Have you tried different micro SD cards? I've found lots of issues with other systems that rely on micro SD, often changing to a different card fixes whatever problem I'm having.
EDIT: I've been using Stella 6.6. I haven't had any problems with paddles, either.
I've been wondering as well... could be that its defective, but since I see many others reporting the same issues, I wasn't sure. And I've played MS pac man for 10-15 minutes with no issues either... I can play it for a while without noticing it since games usually don't last longer than a few minutes. But for 20 hours, I would expect you'd have seen at least a few freezes.
And the other thing that put some doubt in my mind, is that the original FW runs without any issues, except that it's a.... very limiting UI :)
I tried with the "DONT_OVERCLOCK" option off and it still crashes, and what I saw didn't look like any frame drops i'd ever seen.. it was a mess on screen. It mentioned it was something to try for "buggy" hardware, which is possible in my case. It's just that the original FW runs so well with no issues.
I just bought an harmony cart because it would circumvent the bad UI of the original FW, and will work in case I end up getting a real 2600 if the r77 isn't working out.
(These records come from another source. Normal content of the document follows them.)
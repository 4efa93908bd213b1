//! Error types for block storage operations.

use tessera_types::BlockKey;

/// Errors that can occur during block storage operations.
#[derive(Debug, thiserror::Error)]
pub enum StoreError {
    /// The requested block was not found.
    #[error("block not found: {0}")]
    NotFound(BlockKey),

    /// An I/O error occurred.
    #[error("io error: {0}")]
    Io(#[from] std::io::Error),

    /// Block data read back does not match its content-addressed key.
    ///
    /// Covers truncated files as well as bit rot and tampering.
    #[error("block corruption detected: expected {expected}, actual hash {actual}")]
    CorruptBlock {
        /// The key that was requested.
        expected: BlockKey,
        /// The key computed from the data actually read.
        actual: BlockKey,
    },
}
//! `tesserad`: the Tessera daemon.
//!
//! Binary entrypoint that opens a node over a data directory and either
//! serves the HTTP API or runs a one-shot ingest/retrieve against it.
//!
//! # Usage
//!
//! ```text
//! tesserad start                            # serve on 0.0.0.0:8080
//! tesserad start -c tessera.toml            # start with a config file
//! tesserad start -d ./node2 -l 127.0.0.1:9090
//! tesserad put ./report.pdf                 # store a local file
//! tesserad get report.pdf -o out.pdf        # reconstruct it
//! ```

mod config;

use std::path::{Path, PathBuf};
use std::sync::Arc;

use anyhow::{Context, Result, bail};
use clap::{Parser, Subcommand};
use tessera_engine::TesseraNode;
use tessera_http::{HttpServer, HttpServerConfig};
use tracing::info;

use config::CliConfig;

// -----------------------------------------------------------------------
// CLI definition
// -----------------------------------------------------------------------

#[derive(Parser)]
#[command(
    name = "tesserad",
    version,
    about = "Tessera content-addressed file store with keyword search"
)]
struct Cli {
    /// Path to TOML config file.
    #[arg(short, long, global = true, env = "TESSERA_CONFIG")]
    config: Option<PathBuf>,

    /// Override the data directory.
    #[arg(short, long, global = true)]
    data_dir: Option<PathBuf>,

    #[command(subcommand)]
    command: Commands,
}

#[derive(Subcommand)]
enum Commands {
    /// Start the HTTP server.
    Start {
        /// Override listen address (e.g. "127.0.0.1:9090").
        #[arg(short = 'l', long)]
        listen_addr: Option<String>,

        /// Run fully in-memory (no disk persistence).
        #[arg(short, long)]
        memory: bool,
    },

    /// Ingest a local file into the data directory.
    Put {
        /// File to read.
        path: PathBuf,

        /// Name to store it under (defaults to the file's own name).
        #[arg(short, long)]
        name: Option<String>,
    },

    /// Reconstruct a stored file.
    Get {
        /// Stored filename.
        name: String,

        /// Write to this path instead of stdout.
        #[arg(short, long)]
        output: Option<PathBuf>,
    },
}

// -----------------------------------------------------------------------
// Entrypoint
// -----------------------------------------------------------------------

#[tokio::main]
async fn main() -> Result<()> {
    let cli = Cli::parse();
    let mut config = CliConfig::load(cli.config.as_deref()).context("failed to load config")?;

    setup_tracing(&config.log.level);

    if let Some(dir) = cli.data_dir {
        config.node.data_dir = dir;
    }

    match cli.command {
        Commands::Start {
            listen_addr,
            memory,
        } => {
            // CLI args override config file values.
            if let Some(addr) = listen_addr {
                config.node.listen_addr = addr;
            }
            if memory {
                config.storage.backend = "memory".to_string();
            }
            cmd_start(config).await
        }
        Commands::Put { path, name } => cmd_put(&config, &path, name).await,
        Commands::Get { name, output } => cmd_get(&config, &name, output.as_deref()).await,
    }
}

/// Initialize the `tracing` subscriber with the given level filter.
///
/// Respects `RUST_LOG` env var if set, otherwise uses the config value.
/// Logs go to stderr so `get` can stream file bytes on stdout.
fn setup_tracing(level: &str) {
    use tracing_subscriber::EnvFilter;

    let filter = EnvFilter::try_from_default_env().unwrap_or_else(|_| EnvFilter::new(level));
    tracing_subscriber::fmt()
        .with_env_filter(filter)
        .with_writer(std::io::stderr)
        .init();
}

/// Build the node described by `config`.
fn open_node(config: &CliConfig) -> Result<TesseraNode> {
    if config.is_memory() {
        info!("using in-memory storage; nothing will persist");
        return Ok(TesseraNode::in_memory(config.node_config()));
    }

    std::fs::create_dir_all(&config.node.data_dir).with_context(|| {
        format!(
            "failed to create data directory {}",
            config.node.data_dir.display()
        )
    })?;
    TesseraNode::open(config.node_config(), &config.node.data_dir)
        .context("failed to open data directory")
}

// -----------------------------------------------------------------------
// tesserad start
// -----------------------------------------------------------------------

async fn cmd_start(config: CliConfig) -> Result<()> {
    info!("starting tesserad");
    info!(
        data_dir = %config.node.data_dir.display(),
        listen_addr = %config.node.listen_addr,
        backend = %config.storage.backend,
        block_size = config.storage.block_size,
        max_upload_bytes = config.storage.max_upload_bytes,
        "node configuration"
    );

    let node = Arc::new(open_node(&config)?);
    let stats = node.stats().await.context("failed to read store")?;
    info!(
        blocks = stats.blocks,
        files = stats.files,
        "storage opened (keyword index starts empty)"
    );

    let server = HttpServer::new(HttpServerConfig {
        node,
        max_upload_bytes: config.storage.max_upload_bytes,
    });

    server
        .serve_with_shutdown(&config.node.listen_addr, shutdown_signal())
        .await
        .context("HTTP server failed")?;

    info!("tesserad stopped");
    Ok(())
}

/// Resolve when the process receives Ctrl-C.
async fn shutdown_signal() {
    if tokio::signal::ctrl_c().await.is_ok() {
        info!("shutdown signal received");
    }
}

// -----------------------------------------------------------------------
// tesserad put / get
// -----------------------------------------------------------------------

async fn cmd_put(config: &CliConfig, path: &Path, name: Option<String>) -> Result<()> {
    if config.is_memory() {
        bail!("put needs a file backend; an in-memory store would be discarded on exit");
    }

    let name = match name {
        Some(n) => n,
        None => path
            .file_name()
            .and_then(|n| n.to_str())
            .map(str::to_string)
            .with_context(|| format!("cannot derive a name from {}", path.display()))?,
    };

    let node = open_node(config)?;
    let file = tokio::fs::File::open(path)
        .await
        .with_context(|| format!("cannot open {}", path.display()))?;
    let receipt = node
        .ingest(&name, tokio::io::BufReader::new(file))
        .await
        .with_context(|| format!("failed to store {name}"))?;

    println!(
        "stored {} ({} bytes, {} blocks, {} new)",
        receipt.filename, receipt.bytes, receipt.blocks, receipt.new_blocks
    );
    Ok(())
}

async fn cmd_get(config: &CliConfig, name: &str, output: Option<&Path>) -> Result<()> {
    if config.is_memory() {
        bail!("get needs a file backend");
    }

    let node = open_node(config)?;
    match output {
        Some(out) => {
            // Assemble fully first so a damaged file never leaves a partial copy.
            let data = node
                .retrieve(name)
                .await
                .with_context(|| format!("failed to retrieve {name}"))?;
            tokio::fs::write(out, &data)
                .await
                .with_context(|| format!("cannot write {}", out.display()))?;
            info!(filename = name, bytes = data.len(), output = %out.display(), "file written");
        }
        None => {
            node.retrieve_to(name, tokio::io::stdout())
                .await
                .with_context(|| format!("failed to retrieve {name}"))?;
        }
    }
    Ok(())
}

// -----------------------------------------------------------------------
// Tests
// -----------------------------------------------------------------------
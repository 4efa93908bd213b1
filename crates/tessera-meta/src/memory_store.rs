//! In-memory manifest store.

use std::collections::HashMap;
use std::sync::RwLock;

use tessera_types::BlockKey;
use tracing::debug;

use crate::error::MetaError;
use crate::traits::ManifestStore;

/// Manifest store backed by a `RwLock<HashMap>`.
///
/// Nothing survives a restart. Used in tests and by nodes started with
/// `--memory`.
#[derive(Default)]
pub struct MemoryManifestStore {
    manifests: RwLock<HashMap<String, Vec<BlockKey>>>,
}

impl MemoryManifestStore {
    /// Create an empty store.
    pub fn new() -> Self {
        Self::default()
    }
}

#[async_trait::async_trait]
impl ManifestStore for MemoryManifestStore {
    async fn save(&self, filename: &str, keys: &[BlockKey]) -> Result<(), MetaError> {
        let mut map = self.manifests.write().expect("lock poisoned");
        map.insert(filename.to_string(), keys.to_vec());
        debug!(filename, blocks = keys.len(), "saved manifest in memory");
        Ok(())
    }

    async fn load(&self, filename: &str) -> Result<Vec<BlockKey>, MetaError> {
        let map = self.manifests.read().expect("lock poisoned");
        map.get(filename)
            .cloned()
            .ok_or_else(|| MetaError::NotFound(filename.to_string()))
    }

    async fn list(&self) -> Result<Vec<String>, MetaError> {
        let map = self.manifests.read().expect("lock poisoned");
        let mut names: Vec<String> = map.keys().cloned().collect();
        names.sort();
        Ok(names)
    }
}
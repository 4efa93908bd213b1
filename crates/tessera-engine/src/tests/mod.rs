//! Tests for the tessera-engine crate.

mod helpers;

mod basic;
//! Shared test utilities for tessera-engine tests.

use std::sync::Arc;
use std::sync::atomic::{AtomicUsize, Ordering};

use bytes::Bytes;
use tempfile::TempDir;
use tessera_meta::MemoryManifestStore;
use tessera_store::{BlockStore, MemoryStore, StoreError};
use tessera_types::BlockKey;

use crate::node::{TesseraNode, TesseraNodeConfig};

/// Generate deterministic, non-repeating test data.
pub fn test_data(size: usize) -> Vec<u8> {
    let mut data = Vec::with_capacity(size);
    let mut state: u32 = 0xDEAD_BEEF;
    for _ in 0..size {
        state = state.wrapping_mul(1103515245).wrapping_add(12345);
        data.push((state >> 16) as u8);
    }
    data
}

/// Create an in-memory node with the given block size.
pub fn memory_node(block_size: u32) -> TesseraNode {
    TesseraNode::in_memory(TesseraNodeConfig { block_size })
}

/// Create a disk-backed node in a fresh temp dir.
///
/// The `TempDir` must outlive the node.
pub fn file_node(block_size: u32) -> (TesseraNode, TempDir) {
    let dir = TempDir::new().unwrap();
    let node = TesseraNode::open(TesseraNodeConfig { block_size }, dir.path()).unwrap();
    (node, dir)
}

/// Block store that starts failing writes after `ok_puts` successful ones.
pub struct FailingStore {
    inner: MemoryStore,
    ok_puts: usize,
    puts: AtomicUsize,
}

impl FailingStore {
    pub fn new(ok_puts: usize) -> Self {
        Self {
            inner: MemoryStore::new(),
            ok_puts,
            puts: AtomicUsize::new(0),
        }
    }
}

#[async_trait::async_trait]
impl BlockStore for FailingStore {
    async fn put(&self, data: Bytes) -> Result<BlockKey, StoreError> {
        if self.puts.fetch_add(1, Ordering::SeqCst) >= self.ok_puts {
            return Err(StoreError::Io(std::io::Error::other("disk full")));
        }
        self.inner.put(data).await
    }

    async fn get(&self, key: BlockKey) -> Result<Bytes, StoreError> {
        self.inner.get(key).await
    }

    async fn contains(&self, key: BlockKey) -> Result<bool, StoreError> {
        self.inner.contains(key).await
    }

    async fn list(&self) -> Result<Vec<BlockKey>, StoreError> {
        self.inner.list().await
    }

    async fn verify(&self, key: BlockKey) -> Result<bool, StoreError> {
        self.inner.verify(key).await
    }
}

/// Node whose block store fails after `ok_puts` writes.
pub fn failing_node(block_size: u32, ok_puts: usize) -> (TesseraNode, Arc<FailingStore>) {
    let store = Arc::new(FailingStore::new(ok_puts));
    let node = TesseraNode::new(
        TesseraNodeConfig { block_size },
        store.clone(),
        Arc::new(MemoryManifestStore::new()),
    );
    (node, store)
}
I got this Retron from ebay so I can't return it like amazon if i think it's defective.. especially since it's not really defective, it's only the custom FW that has issues with it, and it's hard to prove it's the HW that's the problem.
Oh and I am swapping between 3 SD cards of different brands. Same issues.
Judging from the AtariAge threads on the subject and all of the issues people have had, I don't think your experience is unusual. My experience of it working perfectly may be the outlier.
My R77 works better than my MiSTer running the 7800/2600 core and had become my default choice for 2600. The MiSTer has more compatibility issues than my R77, the frequent video timing issues trip up the MiSTer's HDMI output, and last I checked the MiSTer 7800/2600 core isn't really friendly with original paddles, even with USB adapters that work on everything else perfectly.
Yeah that's the experience I heard about that got me to get it. :) it's only now that I have it that I see all of these folks having issues... They are very consistent though, so that's why I was thinking maybe an issue with the latests versions or that there are different versions of the HW...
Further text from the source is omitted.